In another old-line industry, agriculture, Monsanto has steadily enhanced its core commodity chemicals business with data and analytics-based services to expand the value elements delivered. One of its boldest moves was the 2013 acquisition of The Climate Corporation, which was founded by two former Google engineers who built on 30 years of free government weather data to help underwrite weather-related risks. The Climate Corporation chose to focus on agriculture given the size of the industry and the fact that adverse weather conditions are a leading cause of crop failure. They assembled a massive data set using soil sensors and field experiments. Monsanto folded the entity into its suite of farmer advisory services, and has continued to build a loyal customer base with additional mobile applications and advisory services.
Taking this strategy a step further, the company established Monsanto Growth Ventures (MGV), a venture fund based in San Francisco that looks for other inventive, environmentally sustainable ways to improve crop yield. In the past two years, The Climate Corporation acquired two of the companies in the MGV portfolio: HydroBio, a data-based, irrigation management platform that incorporates satellite imagery and crop models to improve the yield on water supply; and VitalFields, a reporting and tracking application that incorporates climate, disease and growth patterns to help farmers comply with local environmental regulations and better plan their season.
Starting from explosives and farming chemicals, these B2B companies have embedded their expertise in powerful software platforms to expand beyond the traditional products. They have enhanced the underlying data assets with search capabilities and algorithms that recognize patterns and make recommendations that can inform a complex array of decisions.

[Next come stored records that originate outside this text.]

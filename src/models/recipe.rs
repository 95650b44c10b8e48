use crate::error::ApiError;
use chrono::NaiveDateTime;
use diesel::prelude::*;
use serde::{Deserialize, Serialize};

/// A user-created recipe row. The built-in catalog (`crate::catalog`) is a
/// separate, static dataset; these are the records users save themselves.
#[derive(Debug, Clone, Queryable, Selectable, Serialize)]
#[diesel(table_name = crate::schema::recipes)]
#[diesel(check_for_backend(diesel::pg::Pg))]
pub struct Recipe {
    pub id: i32,
    pub user_id: i32,
    pub name: String,
    pub description: Option<String>,
    pub cuisine_type: Option<String>,
    pub difficulty_level: String,
    pub prep_time: Option<i32>,
    pub cook_time: Option<i32>,
    pub total_time: Option<i32>,
    pub servings: i32,
    pub calories_per_serving: Option<i32>,
    pub instructions: String,
    pub image_url: Option<String>,
    pub tags: Option<String>,
    pub nutritional_info: Option<String>,
    pub created_at: NaiveDateTime,
    pub updated_at: NaiveDateTime,
}

#[derive(Debug, Clone, Queryable, Selectable, Serialize)]
#[diesel(table_name = crate::schema::recipe_ingredients)]
#[diesel(check_for_backend(diesel::pg::Pg))]
pub struct RecipeIngredient {
    pub id: i32,
    pub recipe_id: i32,
    pub name: String,
    pub quantity: f64,
    pub unit: String,
    pub notes: Option<String>,
    pub is_optional: bool,
}

/// A recipe row together with its owned ingredient rows.
#[derive(Debug, Serialize)]
pub struct RecipeWithIngredients {
    #[serde(flatten)]
    pub recipe: Recipe,
    pub ingredients: Vec<RecipeIngredient>,
}

const DIFFICULTY_LEVELS: &[&str] = &["easy", "medium", "hard"];

fn default_difficulty() -> String {
    "medium".to_string()
}

fn default_servings() -> i32 {
    4
}

#[derive(Debug, Deserialize)]
pub struct IngredientPayload {
    pub name: String,
    pub quantity: f64,
    pub unit: String,
    #[serde(default)]
    pub notes: Option<String>,
    #[serde(default)]
    pub is_optional: bool,
}

/// Incoming payload for creating a recipe with its ingredient children.
#[derive(Debug, Deserialize)]
pub struct RecipePayload {
    pub name: String,
    #[serde(default)]
    pub description: Option<String>,
    #[serde(default)]
    pub cuisine_type: Option<String>,
    #[serde(default = "default_difficulty")]
    pub difficulty_level: String,
    #[serde(default)]
    pub prep_time: Option<i32>,
    #[serde(default)]
    pub cook_time: Option<i32>,
    #[serde(default = "default_servings")]
    pub servings: i32,
    #[serde(default)]
    pub calories_per_serving: Option<i32>,
    pub instructions: String,
    #[serde(default)]
    pub image_url: Option<String>,
    #[serde(default)]
    pub tags: Option<Vec<String>>,
    #[serde(default)]
    pub nutritional_info: Option<serde_json::Value>,
    #[serde(default)]
    pub ingredients: Vec<IngredientPayload>,
}

impl RecipePayload {
    pub fn validate(&self) -> Result<(), ApiError> {
        if self.name.trim().is_empty() {
            return Err(ApiError::Validation("Recipe name is required".to_string()));
        }
        if self.instructions.trim().is_empty() {
            return Err(ApiError::Validation(
                "Instructions are required".to_string(),
            ));
        }
        if !DIFFICULTY_LEVELS.contains(&self.difficulty_level.as_str()) {
            return Err(ApiError::Validation(format!(
                "Unknown difficulty level: {}",
                self.difficulty_level
            )));
        }
        if self.servings < 1 {
            return Err(ApiError::Validation(
                "Servings must be at least 1".to_string(),
            ));
        }
        for ing in &self.ingredients {
            if ing.name.trim().is_empty() {
                return Err(ApiError::Validation(
                    "Ingredient name cannot be empty".to_string(),
                ));
            }
            if ing.quantity < 0.0 {
                return Err(ApiError::Validation(
                    "Ingredient quantity must be non-negative".to_string(),
                ));
            }
        }
        Ok(())
    }

    pub fn into_rows(self, user_id: i32) -> (NewRecipe, Vec<IngredientPayload>) {
        let total_time = match (self.prep_time, self.cook_time) {
            (Some(p), Some(c)) => Some(p + c),
            _ => None,
        };
        let new_recipe = NewRecipe {
            user_id,
            name: self.name,
            description: self.description,
            cuisine_type: self.cuisine_type.map(|c| c.to_lowercase()),
            difficulty_level: self.difficulty_level,
            prep_time: self.prep_time,
            cook_time: self.cook_time,
            total_time,
            servings: self.servings,
            calories_per_serving: self.calories_per_serving,
            instructions: self.instructions,
            image_url: self.image_url,
            tags: self
                .tags
                .map(|t| serde_json::to_string(&t).unwrap_or_else(|_| "[]".to_string())),
            nutritional_info: self.nutritional_info.map(|v| v.to_string()),
        };
        (new_recipe, self.ingredients)
    }
}

#[derive(Debug, Insertable)]
#[diesel(table_name = crate::schema::recipes)]
pub struct NewRecipe {
    pub user_id: i32,
    pub name: String,
    pub description: Option<String>,
    pub cuisine_type: Option<String>,
    pub difficulty_level: String,
    pub prep_time: Option<i32>,
    pub cook_time: Option<i32>,
    pub total_time: Option<i32>,
    pub servings: i32,
    pub calories_per_serving: Option<i32>,
    pub instructions: String,
    pub image_url: Option<String>,
    pub tags: Option<String>,
    pub nutritional_info: Option<String>,
}

#[derive(Debug, Insertable)]
#[diesel(table_name = crate::schema::recipe_ingredients)]
pub struct NewRecipeIngredient {
    pub recipe_id: i32,
    pub name: String,
    pub quantity: f64,
    pub unit: String,
    pub notes: Option<String>,
    pub is_optional: bool,
}

impl NewRecipeIngredient {
    pub fn from_payload(recipe_id: i32, payload: IngredientPayload) -> Self {
        NewRecipeIngredient {
            recipe_id,
            name: payload.name,
            quantity: payload.quantity,
            unit: payload.unit,
            notes: payload.notes,
            is_optional: payload.is_optional,
        }
    }
}

#[derive(Debug, Default, AsChangeset, Deserialize)]
#[diesel(table_name = crate::schema::recipes)]
pub struct RecipeChanges {
    pub name: Option<String>,
    pub description: Option<String>,
    pub cuisine_type: Option<String>,
    pub difficulty_level: Option<String>,
    pub prep_time: Option<i32>,
    pub cook_time: Option<i32>,
    pub servings: Option<i32>,
    pub calories_per_serving: Option<i32>,
    pub instructions: Option<String>,
    pub image_url: Option<String>,
}

impl RecipeChanges {
    pub fn validate(&self) -> Result<(), ApiError> {
        if let Some(name) = &self.name {
            if name.trim().is_empty() {
                return Err(ApiError::Validation(
                    "Recipe name cannot be empty".to_string(),
                ));
            }
        }
        if let Some(level) = &self.difficulty_level {
            if !DIFFICULTY_LEVELS.contains(&level.as_str()) {
                return Err(ApiError::Validation(format!(
                    "Unknown difficulty level: {}",
                    level
                )));
            }
        }
        if let Some(servings) = self.servings {
            if servings < 1 {
                return Err(ApiError::Validation(
                    "Servings must be at least 1".to_string(),
                ));
            }
        }
        Ok(())
    }
}

/// Junction row recording a user's relationship with a catalog recipe:
/// favorite flag, rating, cook counter. Unique per (user, recipe).
#[derive(Debug, Clone, Queryable, Selectable, Serialize)]
#[diesel(table_name = crate::schema::user_recipes)]
#[diesel(check_for_backend(diesel::pg::Pg))]
pub struct UserRecipe {
    pub id: i32,
    pub user_id: i32,
    pub recipe_id: i32,
    pub is_favorite: bool,
    pub rating: Option<i32>,
    pub notes: Option<String>,
    pub times_cooked: i32,
    pub last_cooked: Option<NaiveDateTime>,
    pub created_at: NaiveDateTime,
}

#[derive(Debug, Insertable, AsChangeset)]
#[diesel(table_name = crate::schema::user_recipes)]
pub struct UserRecipeUpsert {
    pub user_id: i32,
    pub recipe_id: i32,
    pub is_favorite: bool,
    pub rating: Option<i32>,
    pub notes: Option<String>,
}

impl UserRecipeUpsert {
    pub fn validate(&self) -> Result<(), ApiError> {
        if let Some(rating) = self.rating {
            if !(1..=5).contains(&rating) {
                return Err(ApiError::Validation(
                    "Rating must be between 1 and 5".to_string(),
                ));
            }
        }
        Ok(())
    }
}

#[cfg(test)]
mod tests {
    use super::*;

    fn payload() -> RecipePayload {
        RecipePayload {
            name: "Weeknight Curry".to_string(),
            description: None,
            cuisine_type: Some("Indian".to_string()),
            difficulty_level: "easy".to_string(),
            prep_time: Some(10),
            cook_time: Some(25),
            servings: 4,
            calories_per_serving: None,
            instructions: "Simmer everything.".to_string(),
            image_url: None,
            tags: Some(vec!["quick".to_string()]),
            nutritional_info: None,
            ingredients: vec![IngredientPayload {
                name: "chickpeas".to_string(),
                quantity: 400.0,
                unit: "g".to_string(),
                notes: None,
                is_optional: false,
            }],
        }
    }

    #[test]
    fn total_time_is_derived_when_both_parts_present() {
        let (row, ingredients) = payload().into_rows(3);
        assert_eq!(row.total_time, Some(35));
        assert_eq!(row.user_id, 3);
        assert_eq!(row.cuisine_type.as_deref(), Some("indian"));
        assert_eq!(ingredients.len(), 1);
    }

    #[test]
    fn missing_cook_time_leaves_total_unset() {
        let mut p = payload();
        p.cook_time = None;
        let (row, _) = p.into_rows(1);
        assert_eq!(row.total_time, None);
    }

    #[test]
    fn validation_rejects_blank_name_and_bad_difficulty() {
        let mut p = payload();
        p.name = " ".to_string();
        assert!(p.validate().is_err());

        let mut p = payload();
        p.difficulty_level = "impossible".to_string();
        assert!(p.validate().is_err());
    }

    #[test]
    fn rating_must_be_one_through_five() {
        let mut upsert = UserRecipeUpsert {
            user_id: 1,
            recipe_id: 1,
            is_favorite: true,
            rating: Some(5),
            notes: None,
        };
        assert!(upsert.validate().is_ok());
        upsert.rating = Some(6);
        assert!(upsert.validate().is_err());
    }
}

This kind of access to expertise and logic provides substantial additional value to B2B customers, whether through risk reduction, information or other value elements. In Monsanto’s case, this evolution also opens up opportunities to position the brand as a company that uses data and analytics to provide the elements of hope and social responsibility in farming.
Any product that requires some expertise to use is a candidate for analytics innovation. B2B companies that neglect this area could find themselves sinking into a commodity trap. Stores of wisdom and experience in their employees’ heads, hard drives and file cabinets cannot become valuable until they are packaged up and made accessible to customers. Machine learning takes all that experience, tests it in algorithms and delivers the best tailored answer more comprehensively than any human could.